───── Source records
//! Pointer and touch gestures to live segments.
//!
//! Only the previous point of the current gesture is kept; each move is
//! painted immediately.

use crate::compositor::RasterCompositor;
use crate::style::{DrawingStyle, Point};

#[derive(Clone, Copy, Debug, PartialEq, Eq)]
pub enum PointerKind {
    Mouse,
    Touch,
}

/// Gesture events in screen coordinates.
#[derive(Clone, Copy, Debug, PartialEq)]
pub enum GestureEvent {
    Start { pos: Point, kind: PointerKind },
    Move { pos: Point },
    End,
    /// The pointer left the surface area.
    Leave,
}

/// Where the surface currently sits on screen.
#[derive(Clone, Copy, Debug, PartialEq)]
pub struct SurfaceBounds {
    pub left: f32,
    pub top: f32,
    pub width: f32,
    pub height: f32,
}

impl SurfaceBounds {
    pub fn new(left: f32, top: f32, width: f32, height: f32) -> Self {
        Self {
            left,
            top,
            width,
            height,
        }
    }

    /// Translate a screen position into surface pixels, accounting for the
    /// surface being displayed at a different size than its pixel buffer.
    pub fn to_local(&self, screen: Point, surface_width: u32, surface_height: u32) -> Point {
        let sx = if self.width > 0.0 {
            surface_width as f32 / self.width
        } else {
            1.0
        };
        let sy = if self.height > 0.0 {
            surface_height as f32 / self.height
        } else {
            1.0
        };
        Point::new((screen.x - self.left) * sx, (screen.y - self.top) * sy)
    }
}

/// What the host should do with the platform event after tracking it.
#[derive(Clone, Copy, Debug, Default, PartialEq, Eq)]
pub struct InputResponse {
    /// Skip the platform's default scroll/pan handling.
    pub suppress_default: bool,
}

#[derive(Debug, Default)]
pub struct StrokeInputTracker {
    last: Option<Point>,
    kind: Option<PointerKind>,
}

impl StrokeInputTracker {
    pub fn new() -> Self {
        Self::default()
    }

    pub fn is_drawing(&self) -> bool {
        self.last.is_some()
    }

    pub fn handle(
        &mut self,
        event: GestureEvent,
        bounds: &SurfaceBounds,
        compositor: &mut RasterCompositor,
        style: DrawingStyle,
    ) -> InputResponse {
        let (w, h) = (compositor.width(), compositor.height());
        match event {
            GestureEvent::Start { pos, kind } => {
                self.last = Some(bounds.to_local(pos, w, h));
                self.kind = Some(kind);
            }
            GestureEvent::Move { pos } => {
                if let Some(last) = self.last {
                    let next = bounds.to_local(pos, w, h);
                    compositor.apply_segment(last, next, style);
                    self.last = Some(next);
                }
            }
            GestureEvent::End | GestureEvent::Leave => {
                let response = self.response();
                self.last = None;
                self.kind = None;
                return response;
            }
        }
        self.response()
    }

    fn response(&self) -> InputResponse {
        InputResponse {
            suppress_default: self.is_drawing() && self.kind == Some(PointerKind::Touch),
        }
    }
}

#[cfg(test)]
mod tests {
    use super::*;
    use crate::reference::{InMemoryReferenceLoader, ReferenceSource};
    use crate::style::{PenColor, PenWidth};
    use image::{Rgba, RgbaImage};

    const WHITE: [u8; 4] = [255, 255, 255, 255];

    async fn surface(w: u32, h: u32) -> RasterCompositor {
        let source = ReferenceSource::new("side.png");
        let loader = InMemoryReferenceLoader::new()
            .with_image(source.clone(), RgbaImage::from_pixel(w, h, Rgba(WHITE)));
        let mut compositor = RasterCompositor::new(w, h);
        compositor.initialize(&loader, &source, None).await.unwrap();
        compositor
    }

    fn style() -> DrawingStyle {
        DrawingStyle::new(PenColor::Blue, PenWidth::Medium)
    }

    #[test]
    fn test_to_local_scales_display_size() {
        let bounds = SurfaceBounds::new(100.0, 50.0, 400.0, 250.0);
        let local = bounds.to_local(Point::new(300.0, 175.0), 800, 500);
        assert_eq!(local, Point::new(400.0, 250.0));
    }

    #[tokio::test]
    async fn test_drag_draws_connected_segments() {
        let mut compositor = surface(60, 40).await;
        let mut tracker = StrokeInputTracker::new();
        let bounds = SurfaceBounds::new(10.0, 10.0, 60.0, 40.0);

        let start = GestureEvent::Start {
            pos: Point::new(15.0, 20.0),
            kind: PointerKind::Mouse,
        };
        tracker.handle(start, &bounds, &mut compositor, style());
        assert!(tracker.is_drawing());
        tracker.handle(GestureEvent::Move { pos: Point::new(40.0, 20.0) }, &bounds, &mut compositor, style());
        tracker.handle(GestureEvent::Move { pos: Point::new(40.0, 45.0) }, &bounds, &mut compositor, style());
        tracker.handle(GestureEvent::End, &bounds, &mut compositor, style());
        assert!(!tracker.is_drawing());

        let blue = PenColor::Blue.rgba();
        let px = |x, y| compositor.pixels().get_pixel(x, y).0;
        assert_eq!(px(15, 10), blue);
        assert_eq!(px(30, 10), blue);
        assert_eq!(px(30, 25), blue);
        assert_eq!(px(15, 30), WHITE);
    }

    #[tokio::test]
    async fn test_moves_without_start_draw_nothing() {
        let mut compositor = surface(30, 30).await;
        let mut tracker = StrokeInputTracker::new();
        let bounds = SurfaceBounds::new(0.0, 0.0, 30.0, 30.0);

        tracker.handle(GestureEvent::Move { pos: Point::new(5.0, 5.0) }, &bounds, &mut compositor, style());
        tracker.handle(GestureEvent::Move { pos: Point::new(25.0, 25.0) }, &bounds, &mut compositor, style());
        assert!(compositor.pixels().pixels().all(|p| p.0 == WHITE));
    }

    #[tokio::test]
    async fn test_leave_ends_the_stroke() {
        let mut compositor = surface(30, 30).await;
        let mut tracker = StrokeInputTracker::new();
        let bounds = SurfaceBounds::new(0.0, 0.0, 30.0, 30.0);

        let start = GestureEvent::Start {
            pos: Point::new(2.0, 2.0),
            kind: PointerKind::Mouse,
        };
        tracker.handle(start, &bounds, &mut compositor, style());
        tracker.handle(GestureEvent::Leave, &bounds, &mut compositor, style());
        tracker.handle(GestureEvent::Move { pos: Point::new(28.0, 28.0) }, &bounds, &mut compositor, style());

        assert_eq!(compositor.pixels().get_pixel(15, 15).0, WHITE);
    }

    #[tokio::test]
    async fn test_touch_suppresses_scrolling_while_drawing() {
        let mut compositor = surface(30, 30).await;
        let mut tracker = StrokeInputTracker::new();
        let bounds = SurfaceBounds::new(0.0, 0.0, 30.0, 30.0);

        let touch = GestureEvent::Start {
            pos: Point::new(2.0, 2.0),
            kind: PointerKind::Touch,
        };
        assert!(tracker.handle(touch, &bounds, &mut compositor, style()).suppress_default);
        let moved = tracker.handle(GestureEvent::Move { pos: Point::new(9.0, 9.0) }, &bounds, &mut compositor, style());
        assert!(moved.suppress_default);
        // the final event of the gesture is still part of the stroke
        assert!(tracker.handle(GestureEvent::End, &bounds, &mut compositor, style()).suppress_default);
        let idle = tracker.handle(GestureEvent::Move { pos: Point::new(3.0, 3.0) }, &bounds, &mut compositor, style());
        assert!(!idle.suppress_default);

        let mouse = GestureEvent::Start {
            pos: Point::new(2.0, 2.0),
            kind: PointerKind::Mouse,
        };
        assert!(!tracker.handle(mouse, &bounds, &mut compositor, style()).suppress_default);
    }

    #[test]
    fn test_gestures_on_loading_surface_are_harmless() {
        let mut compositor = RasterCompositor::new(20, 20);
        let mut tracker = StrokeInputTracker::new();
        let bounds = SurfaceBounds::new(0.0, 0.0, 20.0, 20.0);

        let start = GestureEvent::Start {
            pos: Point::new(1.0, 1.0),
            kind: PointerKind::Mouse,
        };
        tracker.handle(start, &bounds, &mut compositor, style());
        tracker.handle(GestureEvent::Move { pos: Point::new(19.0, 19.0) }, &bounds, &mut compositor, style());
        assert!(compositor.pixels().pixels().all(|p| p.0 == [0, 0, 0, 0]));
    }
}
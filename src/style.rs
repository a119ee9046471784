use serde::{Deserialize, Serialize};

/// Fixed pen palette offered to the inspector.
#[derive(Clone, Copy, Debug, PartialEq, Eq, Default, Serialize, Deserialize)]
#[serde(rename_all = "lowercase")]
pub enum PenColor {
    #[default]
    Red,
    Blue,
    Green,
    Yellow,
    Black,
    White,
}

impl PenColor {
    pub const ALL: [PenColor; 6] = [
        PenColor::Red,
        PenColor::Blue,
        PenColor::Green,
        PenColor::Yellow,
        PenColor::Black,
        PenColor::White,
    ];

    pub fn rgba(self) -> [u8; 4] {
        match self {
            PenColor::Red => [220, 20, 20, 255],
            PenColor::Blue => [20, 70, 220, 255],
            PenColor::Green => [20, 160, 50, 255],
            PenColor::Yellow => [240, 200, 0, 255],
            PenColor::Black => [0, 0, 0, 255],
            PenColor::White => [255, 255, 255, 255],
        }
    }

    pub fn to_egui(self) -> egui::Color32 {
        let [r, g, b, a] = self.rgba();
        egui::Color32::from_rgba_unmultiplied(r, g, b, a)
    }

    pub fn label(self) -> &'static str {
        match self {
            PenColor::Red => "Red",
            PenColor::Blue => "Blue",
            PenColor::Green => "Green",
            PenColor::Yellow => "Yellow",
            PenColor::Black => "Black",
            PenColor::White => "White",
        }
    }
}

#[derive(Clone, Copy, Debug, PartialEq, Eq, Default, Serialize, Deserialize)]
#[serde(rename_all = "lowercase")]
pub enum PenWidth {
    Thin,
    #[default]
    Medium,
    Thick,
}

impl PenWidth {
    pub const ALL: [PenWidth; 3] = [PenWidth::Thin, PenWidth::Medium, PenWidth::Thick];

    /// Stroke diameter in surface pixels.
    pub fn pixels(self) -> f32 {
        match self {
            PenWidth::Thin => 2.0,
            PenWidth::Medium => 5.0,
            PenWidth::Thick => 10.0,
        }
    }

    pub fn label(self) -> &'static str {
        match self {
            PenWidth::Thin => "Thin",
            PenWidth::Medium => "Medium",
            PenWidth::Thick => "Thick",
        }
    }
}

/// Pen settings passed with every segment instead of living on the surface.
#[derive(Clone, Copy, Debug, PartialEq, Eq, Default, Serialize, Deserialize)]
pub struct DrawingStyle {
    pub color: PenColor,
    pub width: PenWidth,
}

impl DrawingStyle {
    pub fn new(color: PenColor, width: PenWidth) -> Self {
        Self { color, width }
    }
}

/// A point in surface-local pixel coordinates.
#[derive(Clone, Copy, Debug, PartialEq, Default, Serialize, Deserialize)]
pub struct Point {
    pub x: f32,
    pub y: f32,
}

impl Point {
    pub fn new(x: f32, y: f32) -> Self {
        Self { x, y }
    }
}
──────────
◆ **Your objective**:
Print the lines above from the one with "let mouse = GestureEvent::Start" through the one with "let bounds = SurfaceBounds::new(0.0, 0.0, 20.0, 20.0);", both included, exactly as written and nothing more.

◆ **Solution**:
        let mouse = GestureEvent::Start {
            pos: Point::new(2.0, 2.0),
            kind: PointerKind::Mouse,
        };
        assert!(!tracker.handle(mouse, &bounds, &mut compositor, style()).suppress_default);
    }

    #[test]
    fn test_gestures_on_loading_surface_are_harmless() {
        let mut compositor = RasterCompositor::new(20, 20);
        let mut tracker = StrokeInputTracker::new();
        let bounds = SurfaceBounds::new(0.0, 0.0, 20.0, 20.0);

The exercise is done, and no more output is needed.